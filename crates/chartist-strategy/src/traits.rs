//! 전략 trait 정의.
//!
//! 엔진은 봉이 마감될 때마다 `on_bar`를 호출하고, 반환된 신호를 다음 봉
//! 시가에 체결합니다. 전략 인스턴스는 돌파/회복 플래그나 대기 중인 계획 같은
//! 가변 상태를 가지므로 실행 간에 공유하지 않습니다. 실행마다
//! [`Strategy::clone_fresh`]로 독립 인스턴스를 만들어 사용합니다.

use chartist_core::{Bar, Position, Signal};
use chrono::{DateTime, Utc};
use serde::{Deserialize, Serialize};
use serde_json::Value;

/// 지지/저항 수준.
#[derive(Debug, Clone, Copy, PartialEq, Serialize, Deserialize)]
pub struct KeyLevels {
    /// 지지선
    pub support: f64,
    /// 저항선
    pub resistance: f64,
}

impl KeyLevels {
    /// 유효한 박스인지 확인합니다 (0 < support < resistance).
    pub fn is_valid(&self) -> bool {
        self.support > 0.0 && self.resistance > 0.0 && self.resistance > self.support
    }

    /// 박스 높이.
    pub fn height(&self) -> f64 {
        self.resistance - self.support
    }
}

/// 진입 시 산출한 손절/목표가.
#[derive(Debug, Clone, Copy, PartialEq, Serialize, Deserialize)]
pub struct TradeLevels {
    /// 손절가
    pub stop: f64,
    /// 목표가
    pub target: f64,
}

/// 봉 단위 매매 전략.
///
/// # 구현 예시
///
/// ```rust,ignore
/// struct MyStrategy { threshold: f64 }
///
/// impl Strategy for MyStrategy {
///     fn name(&self) -> &str { "my_strategy" }
///
///     fn on_bar(&mut self, index: usize, bars: &[Bar], position: &Position) -> Option<Signal> {
///         let bar = &bars[index];
///         (position.is_flat() && bar.close > self.threshold)
///             .then(|| Signal::buy(bar.time, "above_threshold"))
///     }
///
///     fn clone_fresh(&self) -> Box<dyn Strategy> {
///         Box::new(MyStrategy { threshold: self.threshold })
///     }
///
///     fn get_state(&self) -> Value { json!({}) }
/// }
/// ```
pub trait Strategy: Send + Sync {
    /// 전략 이름
    fn name(&self) -> &str;

    /// `index` 봉 마감 시점의 신호를 생성합니다.
    ///
    /// `bars[..=index]`만 참조해야 하며, 신호의 시각은 `bars[index].time`입니다.
    fn on_bar(&mut self, index: usize, bars: &[Bar], position: &Position) -> Option<Signal>;

    /// 동일 설정으로 초기 상태의 새 인스턴스를 생성합니다.
    fn clone_fresh(&self) -> Box<dyn Strategy>;

    /// `index` 봉 기준 지지/저항 수준 (차트 오버레이용).
    fn key_levels(&self, _bars: &[Bar], _index: usize) -> Option<KeyLevels> {
        None
    }

    /// 최근 계획의 손절/목표가.
    ///
    /// `last_time`은 마지막 봉의 시각이며, 해당 봉에서 만들어진 계획만
    /// 보고하는 전략도 있습니다.
    fn trade_levels(&self, _last_time: DateTime<Utc>) -> Option<TradeLevels> {
        None
    }

    /// 현재 내부 상태 (디버깅/로깅용).
    fn get_state(&self) -> Value;
}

---

### TASK STATEMENT
Among the lines above, count those containing the string "Signal"; please give the count alone.

### FINISHED EXERCISE
4